> Exercise directions
Restate each record word for word, from the first to the last.

> Records for the exercise
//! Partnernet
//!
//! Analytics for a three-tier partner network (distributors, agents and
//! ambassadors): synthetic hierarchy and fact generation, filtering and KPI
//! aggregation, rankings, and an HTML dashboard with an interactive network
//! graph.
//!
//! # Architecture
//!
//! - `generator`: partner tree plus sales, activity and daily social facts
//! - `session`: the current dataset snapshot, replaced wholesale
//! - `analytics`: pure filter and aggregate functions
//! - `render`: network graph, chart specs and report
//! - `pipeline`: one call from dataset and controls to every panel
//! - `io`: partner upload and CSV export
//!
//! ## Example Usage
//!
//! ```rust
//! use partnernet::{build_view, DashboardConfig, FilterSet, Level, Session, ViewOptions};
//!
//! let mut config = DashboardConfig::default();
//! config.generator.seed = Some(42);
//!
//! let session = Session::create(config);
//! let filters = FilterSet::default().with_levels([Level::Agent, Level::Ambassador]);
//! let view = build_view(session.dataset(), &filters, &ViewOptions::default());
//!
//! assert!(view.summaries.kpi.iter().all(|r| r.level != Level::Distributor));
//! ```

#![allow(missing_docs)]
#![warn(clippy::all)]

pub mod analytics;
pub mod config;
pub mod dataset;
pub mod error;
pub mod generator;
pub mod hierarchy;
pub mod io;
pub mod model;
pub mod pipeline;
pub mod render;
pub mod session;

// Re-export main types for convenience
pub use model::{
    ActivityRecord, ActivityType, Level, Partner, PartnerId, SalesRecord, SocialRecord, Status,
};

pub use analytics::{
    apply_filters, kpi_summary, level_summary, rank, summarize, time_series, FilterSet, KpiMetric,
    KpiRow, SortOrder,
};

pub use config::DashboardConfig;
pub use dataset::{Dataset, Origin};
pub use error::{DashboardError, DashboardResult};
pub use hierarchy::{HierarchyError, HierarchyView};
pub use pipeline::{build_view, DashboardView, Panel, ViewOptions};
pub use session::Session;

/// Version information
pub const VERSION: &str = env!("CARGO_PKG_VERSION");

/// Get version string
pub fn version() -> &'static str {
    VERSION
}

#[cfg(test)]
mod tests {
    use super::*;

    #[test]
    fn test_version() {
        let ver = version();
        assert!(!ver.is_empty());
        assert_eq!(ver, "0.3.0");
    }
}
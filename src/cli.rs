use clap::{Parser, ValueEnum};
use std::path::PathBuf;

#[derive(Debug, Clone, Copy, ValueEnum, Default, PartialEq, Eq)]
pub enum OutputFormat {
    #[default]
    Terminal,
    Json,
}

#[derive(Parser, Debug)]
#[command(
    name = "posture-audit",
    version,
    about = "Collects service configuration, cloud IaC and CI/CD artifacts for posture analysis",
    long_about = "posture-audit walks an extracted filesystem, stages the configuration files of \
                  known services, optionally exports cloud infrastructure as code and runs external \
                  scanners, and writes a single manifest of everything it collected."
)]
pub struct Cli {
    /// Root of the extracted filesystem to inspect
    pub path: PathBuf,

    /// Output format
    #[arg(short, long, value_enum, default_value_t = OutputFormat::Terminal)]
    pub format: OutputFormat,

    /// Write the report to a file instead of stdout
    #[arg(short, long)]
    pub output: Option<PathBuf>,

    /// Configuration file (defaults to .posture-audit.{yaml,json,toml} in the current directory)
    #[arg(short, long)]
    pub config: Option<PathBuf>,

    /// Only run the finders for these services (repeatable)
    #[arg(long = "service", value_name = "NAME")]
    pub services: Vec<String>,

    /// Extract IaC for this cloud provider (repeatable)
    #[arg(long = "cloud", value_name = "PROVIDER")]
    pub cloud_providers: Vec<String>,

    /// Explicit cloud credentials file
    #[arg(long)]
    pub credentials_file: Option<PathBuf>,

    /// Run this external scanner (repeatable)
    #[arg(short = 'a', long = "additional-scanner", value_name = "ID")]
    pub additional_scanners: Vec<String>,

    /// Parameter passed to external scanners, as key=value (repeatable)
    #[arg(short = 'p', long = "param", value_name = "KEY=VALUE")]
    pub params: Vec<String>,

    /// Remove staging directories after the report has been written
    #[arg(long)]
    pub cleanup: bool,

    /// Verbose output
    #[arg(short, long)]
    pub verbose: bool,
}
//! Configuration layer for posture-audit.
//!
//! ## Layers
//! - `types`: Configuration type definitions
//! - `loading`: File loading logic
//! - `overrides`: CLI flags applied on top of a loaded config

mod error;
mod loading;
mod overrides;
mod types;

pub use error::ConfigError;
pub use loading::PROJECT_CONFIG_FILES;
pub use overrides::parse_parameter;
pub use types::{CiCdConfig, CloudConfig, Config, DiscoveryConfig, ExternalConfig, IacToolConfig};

> Final answer
//! Partnernet
//!
//! Analytics for a three-tier partner network (distributors, agents and
//! ambassadors): synthetic hierarchy and fact generation, filtering and KPI
//! aggregation, rankings, and an HTML dashboard with an interactive network
//! graph.
//!
//! # Architecture
//!
//! - `generator`: partner tree plus sales, activity and daily social facts
//! - `session`: the current dataset snapshot, replaced wholesale
//! - `analytics`: pure filter and aggregate functions
//! - `render`: network graph, chart specs and report
//! - `pipeline`: one call from dataset and controls to every panel
//! - `io`: partner upload and CSV export
//!
//! ## Example Usage
//!
//! ```rust
//! use partnernet::{build_view, DashboardConfig, FilterSet, Level, Session, ViewOptions};
//!
//! let mut config = DashboardConfig::default();
//! config.generator.seed = Some(42);
//!
//! let session = Session::create(config);
//! let filters = FilterSet::default().with_levels([Level::Agent, Level::Ambassador]);
//! let view = build_view(session.dataset(), &filters, &ViewOptions::default());
//!
//! assert!(view.summaries.kpi.iter().all(|r| r.level != Level::Distributor));
//! ```

#![allow(missing_docs)]
#![warn(clippy::all)]

pub mod analytics;
pub mod config;
pub mod dataset;
pub mod error;
pub mod generator;
pub mod hierarchy;
pub mod io;
pub mod model;
pub mod pipeline;
pub mod render;
pub mod session;

// Re-export main types for convenience
pub use model::{
    ActivityRecord, ActivityType, Level, Partner, PartnerId, SalesRecord, SocialRecord, Status,
};

pub use analytics::{
    apply_filters, kpi_summary, level_summary, rank, summarize, time_series, FilterSet, KpiMetric,
    KpiRow, SortOrder,
};

pub use config::DashboardConfig;
pub use dataset::{Dataset, Origin};
pub use error::{DashboardError, DashboardResult};
pub use hierarchy::{HierarchyError, HierarchyView};
pub use pipeline::{build_view, DashboardView, Panel, ViewOptions};
pub use session::Session;

/// Version information
pub const VERSION: &str = env!("CARGO_PKG_VERSION");

/// Get version string
pub fn version() -> &'static str {
    VERSION
}

#[cfg(test)]
mod tests {
    use super::*;

    #[test]
    fn test_version() {
        let ver = version();
        assert!(!ver.is_empty());
        assert_eq!(ver, "0.3.0");
    }
}
filename src/cli.rs
use clap::{Parser, ValueEnum};
use std::path::PathBuf;

#[derive(Debug, Clone, Copy, ValueEnum, Default, PartialEq, Eq)]
pub enum OutputFormat {
    #[default]
    Terminal,
    Json,
}

#[derive(Parser, Debug)]
#[command(
    name = "posture-audit",
    version,
    about = "Collects service configuration, cloud IaC and CI/CD artifacts for posture analysis",
    long_about = "posture-audit walks an extracted filesystem, stages the configuration files of \
                  known services, optionally exports cloud infrastructure as code and runs external \
                  scanners, and writes a single manifest of everything it collected."
)]
pub struct Cli {
    /// Root of the extracted filesystem to inspect
    pub path: PathBuf,

    /// Output format
    #[arg(short, long, value_enum, default_value_t = OutputFormat::Terminal)]
    pub format: OutputFormat,

    /// Write the report to a file instead of stdout
    #[arg(short, long)]
    pub output: Option<PathBuf>,

    /// Configuration file (defaults to .posture-audit.{yaml,json,toml} in the current directory)
    #[arg(short, long)]
    pub config: Option<PathBuf>,

    /// Only run the finders for these services (repeatable)
    #[arg(long = "service", value_name = "NAME")]
    pub services: Vec<String>,

    /// Extract IaC for this cloud provider (repeatable)
    #[arg(long = "cloud", value_name = "PROVIDER")]
    pub cloud_providers: Vec<String>,

    /// Explicit cloud credentials file
    #[arg(long)]
    pub credentials_file: Option<PathBuf>,

    /// Run this external scanner (repeatable)
    #[arg(short = 'a', long = "additional-scanner", value_name = "ID")]
    pub additional_scanners: Vec<String>,

    /// Parameter passed to external scanners, as key=value (repeatable)
    #[arg(short = 'p', long = "param", value_name = "KEY=VALUE")]
    pub params: Vec<String>,

    /// Remove staging directories after the report has been written
    #[arg(long)]
    pub cleanup: bool,

    /// Verbose output
    #[arg(short, long)]
    pub verbose: bool,
}
//! Configuration layer for posture-audit.
//!
//! ## Layers
//! - `types`: Configuration type definitions
//! - `loading`: File loading logic
//! - `overrides`: CLI flags applied on top of a loaded config

mod error;
mod loading;
mod overrides;
mod types;

pub use error::ConfigError;
pub use loading::PROJECT_CONFIG_FILES;
pub use overrides::parse_parameter;
pub use types::{CiCdConfig, CloudConfig, Config, DiscoveryConfig, ExternalConfig, IacToolConfig};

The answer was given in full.